Segment Start: RECORDS TO PROCESS

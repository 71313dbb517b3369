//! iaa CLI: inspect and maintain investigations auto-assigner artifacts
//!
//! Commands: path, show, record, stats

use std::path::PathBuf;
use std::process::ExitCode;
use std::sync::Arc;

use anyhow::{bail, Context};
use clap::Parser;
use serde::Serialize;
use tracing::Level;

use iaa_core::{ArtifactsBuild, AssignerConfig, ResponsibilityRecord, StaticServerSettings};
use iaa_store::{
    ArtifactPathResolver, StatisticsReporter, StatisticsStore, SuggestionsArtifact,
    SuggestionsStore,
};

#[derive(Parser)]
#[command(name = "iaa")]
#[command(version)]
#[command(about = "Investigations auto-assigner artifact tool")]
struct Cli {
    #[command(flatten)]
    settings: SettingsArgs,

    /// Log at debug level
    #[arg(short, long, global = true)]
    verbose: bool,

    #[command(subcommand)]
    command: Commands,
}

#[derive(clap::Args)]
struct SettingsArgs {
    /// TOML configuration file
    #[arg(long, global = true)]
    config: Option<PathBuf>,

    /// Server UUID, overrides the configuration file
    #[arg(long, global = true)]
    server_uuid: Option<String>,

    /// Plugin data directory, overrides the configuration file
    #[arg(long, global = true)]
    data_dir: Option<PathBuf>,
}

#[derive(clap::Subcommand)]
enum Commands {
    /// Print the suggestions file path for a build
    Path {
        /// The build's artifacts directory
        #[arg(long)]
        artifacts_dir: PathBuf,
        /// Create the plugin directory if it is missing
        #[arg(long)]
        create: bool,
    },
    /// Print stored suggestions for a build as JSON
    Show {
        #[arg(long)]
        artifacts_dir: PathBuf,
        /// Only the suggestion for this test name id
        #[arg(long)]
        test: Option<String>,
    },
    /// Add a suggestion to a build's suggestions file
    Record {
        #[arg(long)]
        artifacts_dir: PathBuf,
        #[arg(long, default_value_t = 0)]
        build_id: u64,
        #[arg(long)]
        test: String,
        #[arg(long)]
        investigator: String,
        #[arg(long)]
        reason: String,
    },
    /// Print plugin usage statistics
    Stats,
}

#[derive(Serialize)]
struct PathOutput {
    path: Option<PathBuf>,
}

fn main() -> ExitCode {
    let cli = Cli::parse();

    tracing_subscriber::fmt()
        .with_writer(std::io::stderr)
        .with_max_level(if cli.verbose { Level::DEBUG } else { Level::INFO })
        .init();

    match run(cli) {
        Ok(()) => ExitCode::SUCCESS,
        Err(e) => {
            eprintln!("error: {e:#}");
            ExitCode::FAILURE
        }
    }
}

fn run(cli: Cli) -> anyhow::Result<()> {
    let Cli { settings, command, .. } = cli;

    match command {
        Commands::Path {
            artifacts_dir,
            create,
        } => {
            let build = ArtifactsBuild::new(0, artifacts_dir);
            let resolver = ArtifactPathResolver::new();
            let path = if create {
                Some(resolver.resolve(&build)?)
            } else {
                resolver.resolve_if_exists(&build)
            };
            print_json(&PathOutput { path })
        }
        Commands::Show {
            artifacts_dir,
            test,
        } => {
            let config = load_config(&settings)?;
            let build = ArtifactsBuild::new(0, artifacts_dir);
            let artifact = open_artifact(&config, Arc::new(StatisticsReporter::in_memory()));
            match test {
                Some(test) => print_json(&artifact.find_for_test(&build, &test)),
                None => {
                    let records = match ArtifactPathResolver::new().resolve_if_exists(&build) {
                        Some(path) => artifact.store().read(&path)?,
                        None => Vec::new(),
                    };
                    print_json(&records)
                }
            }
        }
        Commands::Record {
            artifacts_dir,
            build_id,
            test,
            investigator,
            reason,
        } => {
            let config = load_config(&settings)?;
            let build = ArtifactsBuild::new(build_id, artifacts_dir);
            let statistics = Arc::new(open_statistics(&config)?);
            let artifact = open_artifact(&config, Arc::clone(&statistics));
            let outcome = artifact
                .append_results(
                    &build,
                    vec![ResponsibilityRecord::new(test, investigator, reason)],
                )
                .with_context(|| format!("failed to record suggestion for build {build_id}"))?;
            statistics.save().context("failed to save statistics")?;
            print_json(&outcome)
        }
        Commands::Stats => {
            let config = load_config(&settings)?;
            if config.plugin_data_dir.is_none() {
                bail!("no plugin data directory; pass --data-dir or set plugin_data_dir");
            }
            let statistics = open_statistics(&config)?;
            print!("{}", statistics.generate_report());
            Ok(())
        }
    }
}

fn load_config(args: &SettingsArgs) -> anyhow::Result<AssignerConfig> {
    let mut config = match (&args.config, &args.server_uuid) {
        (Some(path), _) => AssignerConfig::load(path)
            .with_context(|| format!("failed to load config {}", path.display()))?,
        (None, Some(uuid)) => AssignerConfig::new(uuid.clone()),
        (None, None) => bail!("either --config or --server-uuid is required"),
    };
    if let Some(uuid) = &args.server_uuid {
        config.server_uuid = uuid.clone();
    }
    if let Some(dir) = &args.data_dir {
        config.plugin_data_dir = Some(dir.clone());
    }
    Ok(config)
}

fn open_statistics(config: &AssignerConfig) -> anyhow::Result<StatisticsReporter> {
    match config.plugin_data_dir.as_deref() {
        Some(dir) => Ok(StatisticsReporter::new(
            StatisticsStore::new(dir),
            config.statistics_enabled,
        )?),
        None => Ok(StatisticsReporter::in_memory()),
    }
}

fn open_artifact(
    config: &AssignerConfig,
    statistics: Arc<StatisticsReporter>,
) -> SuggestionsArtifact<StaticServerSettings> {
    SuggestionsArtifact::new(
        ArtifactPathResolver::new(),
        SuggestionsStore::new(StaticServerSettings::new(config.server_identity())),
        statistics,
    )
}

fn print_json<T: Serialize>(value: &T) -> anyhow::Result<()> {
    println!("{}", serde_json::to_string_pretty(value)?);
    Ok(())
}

Segment End: RECORDS TO PROCESS
Segment Start: RECORDS TO PROCESS

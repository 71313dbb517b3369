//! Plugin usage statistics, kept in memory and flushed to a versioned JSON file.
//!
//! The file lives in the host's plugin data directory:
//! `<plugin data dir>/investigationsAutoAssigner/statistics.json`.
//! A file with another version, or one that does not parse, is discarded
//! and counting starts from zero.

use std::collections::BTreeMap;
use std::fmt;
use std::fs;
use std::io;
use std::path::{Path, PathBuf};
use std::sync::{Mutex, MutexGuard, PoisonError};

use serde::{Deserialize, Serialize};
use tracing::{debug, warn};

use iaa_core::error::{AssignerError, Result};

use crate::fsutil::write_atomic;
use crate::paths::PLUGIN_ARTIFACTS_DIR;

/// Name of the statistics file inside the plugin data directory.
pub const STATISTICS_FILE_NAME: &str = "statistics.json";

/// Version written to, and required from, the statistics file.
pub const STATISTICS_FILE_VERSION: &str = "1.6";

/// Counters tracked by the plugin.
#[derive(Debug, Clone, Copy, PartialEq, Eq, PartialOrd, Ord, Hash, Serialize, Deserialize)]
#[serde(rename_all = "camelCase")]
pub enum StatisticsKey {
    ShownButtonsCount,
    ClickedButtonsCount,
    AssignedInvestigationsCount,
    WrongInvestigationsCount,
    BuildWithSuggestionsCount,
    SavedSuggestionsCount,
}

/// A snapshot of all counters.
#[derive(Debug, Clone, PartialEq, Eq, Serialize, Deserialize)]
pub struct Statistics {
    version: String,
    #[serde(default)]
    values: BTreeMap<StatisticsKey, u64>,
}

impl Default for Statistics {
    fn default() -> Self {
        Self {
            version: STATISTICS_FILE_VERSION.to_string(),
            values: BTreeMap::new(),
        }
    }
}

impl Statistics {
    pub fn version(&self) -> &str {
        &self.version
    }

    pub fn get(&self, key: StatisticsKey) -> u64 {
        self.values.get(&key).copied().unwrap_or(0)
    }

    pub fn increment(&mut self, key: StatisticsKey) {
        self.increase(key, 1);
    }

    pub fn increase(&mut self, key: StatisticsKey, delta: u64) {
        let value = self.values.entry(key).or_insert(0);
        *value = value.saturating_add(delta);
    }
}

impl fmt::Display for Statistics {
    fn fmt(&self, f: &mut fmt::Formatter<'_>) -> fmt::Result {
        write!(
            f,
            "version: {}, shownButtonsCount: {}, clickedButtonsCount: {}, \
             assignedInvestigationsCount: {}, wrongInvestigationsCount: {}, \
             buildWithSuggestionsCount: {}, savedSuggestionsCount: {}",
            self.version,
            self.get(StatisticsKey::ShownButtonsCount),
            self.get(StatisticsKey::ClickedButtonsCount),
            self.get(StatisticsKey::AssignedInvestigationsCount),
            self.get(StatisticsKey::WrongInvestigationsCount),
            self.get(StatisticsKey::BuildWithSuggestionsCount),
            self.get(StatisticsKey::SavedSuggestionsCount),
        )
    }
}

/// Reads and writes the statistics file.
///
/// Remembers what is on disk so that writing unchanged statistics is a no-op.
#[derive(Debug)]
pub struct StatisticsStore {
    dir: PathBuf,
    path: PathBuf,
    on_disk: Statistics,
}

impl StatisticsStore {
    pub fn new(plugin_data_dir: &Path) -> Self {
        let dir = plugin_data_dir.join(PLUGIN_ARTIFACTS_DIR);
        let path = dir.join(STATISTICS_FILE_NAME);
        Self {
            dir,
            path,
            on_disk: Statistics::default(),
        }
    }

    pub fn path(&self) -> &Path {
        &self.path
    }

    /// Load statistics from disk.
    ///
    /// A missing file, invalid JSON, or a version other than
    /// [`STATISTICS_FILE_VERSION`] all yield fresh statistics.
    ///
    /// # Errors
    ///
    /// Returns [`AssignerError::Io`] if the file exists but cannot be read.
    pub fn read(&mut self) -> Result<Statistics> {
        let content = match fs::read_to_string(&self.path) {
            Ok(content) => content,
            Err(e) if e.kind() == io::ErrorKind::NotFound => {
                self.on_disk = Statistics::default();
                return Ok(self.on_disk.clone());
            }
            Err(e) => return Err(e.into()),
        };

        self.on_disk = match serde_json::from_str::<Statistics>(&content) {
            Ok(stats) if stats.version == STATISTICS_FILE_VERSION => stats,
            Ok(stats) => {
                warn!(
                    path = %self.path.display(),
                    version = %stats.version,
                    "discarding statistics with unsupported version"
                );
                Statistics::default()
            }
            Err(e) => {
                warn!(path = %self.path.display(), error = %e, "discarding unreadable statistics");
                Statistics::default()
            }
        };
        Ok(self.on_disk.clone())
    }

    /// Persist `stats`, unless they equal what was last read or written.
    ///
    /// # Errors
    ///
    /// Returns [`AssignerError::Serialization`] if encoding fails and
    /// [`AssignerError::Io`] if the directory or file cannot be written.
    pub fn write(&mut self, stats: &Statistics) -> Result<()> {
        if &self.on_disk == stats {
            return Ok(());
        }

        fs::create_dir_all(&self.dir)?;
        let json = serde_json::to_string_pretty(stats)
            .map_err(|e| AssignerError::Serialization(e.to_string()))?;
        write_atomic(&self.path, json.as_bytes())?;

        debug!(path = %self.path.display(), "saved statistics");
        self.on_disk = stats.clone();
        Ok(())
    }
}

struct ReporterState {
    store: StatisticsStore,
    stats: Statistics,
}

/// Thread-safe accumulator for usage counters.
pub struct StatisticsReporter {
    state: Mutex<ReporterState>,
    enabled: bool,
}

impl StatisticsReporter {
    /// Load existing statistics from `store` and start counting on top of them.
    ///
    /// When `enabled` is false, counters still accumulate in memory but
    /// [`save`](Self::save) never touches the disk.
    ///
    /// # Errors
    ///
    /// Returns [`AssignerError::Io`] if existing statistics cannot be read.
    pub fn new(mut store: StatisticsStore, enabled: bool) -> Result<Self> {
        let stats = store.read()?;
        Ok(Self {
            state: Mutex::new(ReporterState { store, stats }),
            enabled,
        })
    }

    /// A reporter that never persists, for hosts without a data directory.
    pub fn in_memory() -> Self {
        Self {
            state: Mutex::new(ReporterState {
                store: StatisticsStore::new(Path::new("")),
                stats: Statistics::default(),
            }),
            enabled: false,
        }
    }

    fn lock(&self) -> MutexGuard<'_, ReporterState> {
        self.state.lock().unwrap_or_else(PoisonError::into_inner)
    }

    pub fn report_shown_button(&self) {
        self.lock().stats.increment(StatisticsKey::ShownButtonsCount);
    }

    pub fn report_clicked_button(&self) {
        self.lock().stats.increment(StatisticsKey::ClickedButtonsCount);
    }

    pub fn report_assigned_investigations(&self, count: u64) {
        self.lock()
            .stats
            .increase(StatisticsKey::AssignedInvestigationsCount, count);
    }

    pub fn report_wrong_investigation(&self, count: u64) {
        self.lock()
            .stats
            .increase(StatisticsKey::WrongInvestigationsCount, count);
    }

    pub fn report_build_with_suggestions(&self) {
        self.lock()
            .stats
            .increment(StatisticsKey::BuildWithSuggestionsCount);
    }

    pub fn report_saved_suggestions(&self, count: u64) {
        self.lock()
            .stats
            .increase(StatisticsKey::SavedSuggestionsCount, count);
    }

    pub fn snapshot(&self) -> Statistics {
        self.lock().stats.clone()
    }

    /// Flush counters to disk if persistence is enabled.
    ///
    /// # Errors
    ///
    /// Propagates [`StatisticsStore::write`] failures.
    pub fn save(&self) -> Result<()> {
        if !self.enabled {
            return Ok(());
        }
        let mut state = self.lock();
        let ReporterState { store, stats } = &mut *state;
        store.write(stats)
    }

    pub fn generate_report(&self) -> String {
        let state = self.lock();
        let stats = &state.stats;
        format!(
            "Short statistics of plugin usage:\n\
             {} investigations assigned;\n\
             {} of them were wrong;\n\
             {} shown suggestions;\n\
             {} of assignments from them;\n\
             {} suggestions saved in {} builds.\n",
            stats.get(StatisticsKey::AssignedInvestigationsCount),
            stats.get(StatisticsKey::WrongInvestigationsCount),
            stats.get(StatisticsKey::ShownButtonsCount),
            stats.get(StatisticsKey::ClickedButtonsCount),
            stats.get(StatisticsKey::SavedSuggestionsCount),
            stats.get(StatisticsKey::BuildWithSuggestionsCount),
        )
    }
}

Segment End: RECORDS TO PROCESS

Copy out all lines of the material above in which "reason" occurs.

        reason: String,
            reason,
                    vec![ResponsibilityRecord::new(test, investigator, reason)],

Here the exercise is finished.